Live recording by Jaco van Leeuwen on Youtube
Programme notes
Riff-raff was commissioned by the 1983 St Albans Festival, and first performed by Andrew Parnell at St Albans Cathedral on July 9th 1983. The title reflects my concern at the time with the gulf between classical music and its popular roots. The piece uses a simple modal language, and is predominantly rhythmic, inspired by my interest in African music and a field trip which I had made a year earlier to record music of the Jola community in Casamance, southern Senegal.
The basic refrain, which begins and ends the piece (and crops up several times in between), consists of three simple chords played staccato, separated by measured silences, and repeated in many dynamics and registrations. Between its appearances, the piece develops (like Gwendolen in The importance of being Earnest) in many directions: a heavy riff on the pedals; a tinkly minimalist episode underpinned by a pedal ground which takes us through the next refrain into another tinkly passage at double speed; and what can only be described as a boogy-woogy combined with a Rossini crescendo which brings the piece to its first climax – after which the pedals introduce a variant of the earlier riff, and the dynamic level is lowered to introduce another version of the refrain.

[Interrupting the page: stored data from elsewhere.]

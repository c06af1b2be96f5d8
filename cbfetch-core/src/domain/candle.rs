//! Candle: one OHLCV record for a fixed time bucket.

use chrono::{DateTime, Utc};
use serde::{Deserialize, Serialize};

/// OHLCV candle for a single bucket.
///
/// `timestamp` is the bucket start in unix seconds; the bucket spans
/// `[timestamp, timestamp + granularity)`.
#[derive(Debug, Clone, Copy, PartialEq, Serialize, Deserialize)]
pub struct Candle {
    pub timestamp: i64,
    pub open: f64,
    pub high: f64,
    pub low: f64,
    pub close: f64,
    pub volume: f64,
}

impl Candle {
    pub fn datetime(&self) -> Option<DateTime<Utc>> {
        DateTime::from_timestamp(self.timestamp, 0)
    }

    /// Every field is a finite number.
    pub fn is_finite(&self) -> bool {
        [self.open, self.high, self.low, self.close, self.volume]
            .iter()
            .all(|v| v.is_finite())
    }

    /// Open and close sit inside `[low, high]` and volume is not negative.
    /// The cache refuses candles that fail this.
    pub fn is_sane(&self) -> bool {
        let range = self.low..=self.high;
        self.is_finite()
            && range.contains(&self.open)
            && range.contains(&self.close)
            && self.volume >= 0.0
    }

    /// A bearish candle closed below its open.
    pub fn is_bearish(&self) -> bool {
        self.close < self.open
    }
}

Beneath this a pedal ostinato grows into a fanfare for the entire instrument in modal A minor, blazing into A major for a passage which owes much to the music I heard in Casamance in 1982: over a bass in parallel fifths reminiscent of Jola male-voice singing (which is often of a lewd nature), a repeated descending melody drifts out of phase with itself, then returns to synch. This is a musical greeting to my friend Kajalli Bojang, whose guest I was in Wassadu, The Gambia, when I recorded the twenty-seven reels of Jola music which are now in the British Library Sound Archive.
After a short pause for breath, a new episode begins, based on a tune I heard (I think) in a village in Casamance. This starts quietly, but gradually grows louder and more athletic, reaching a climax at which the full organ is unleashed, and which takes us into the last section, which is much faster, and couched in a muscular Dorian mode on A. This culminates iin a varied reprise of the opening refrain, in which the chords are sustained rather than staccato, and are underpinned by a wild solo on the pedals. The dynamic level then comes quickly down, and the piece ends with a repeat of the opening – but played backwards.

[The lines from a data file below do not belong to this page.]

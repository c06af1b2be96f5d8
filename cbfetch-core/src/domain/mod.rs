//! Domain types: candles, bucket sizes, time ranges, shaped price series.

pub mod candle;
pub mod granularity;
pub mod price;
pub mod range;

pub use candle::Candle;
pub use granularity::{Granularity, UnsupportedGranularity, MAX_CANDLES_PER_REQUEST};
pub use price::{PricePoint, PriceSeries};
pub use range::TimeRange;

Riff-raff is dedicated to the travel-writer Sarah Anderson (sometimes known as the one-armed bandit), who is one of my oldest and best friends.
Giles Swayne 2009
Reviews
Starting with bold, separate chords, the work really gets underway with the introduction of a rhythmic idea on the pedals, and the music grows, sometimes as free fantasia, sometimes as a chaconne. There is the most joyous outburst of dancing about halfway through the piece. If anyone had any doubts about the easy accessibility of either contemporary music or organ music in general, then this work should be heard, for it is very easily approachable, using a straightforward language, although not perhaps in a straightforward way, but making perfect sense. This is a real winner of a piece and should be in every organist’s repertoire, because it would provide such relief from what can sometimes be a solemn experience: the reverence of an organ recital! Magnificent.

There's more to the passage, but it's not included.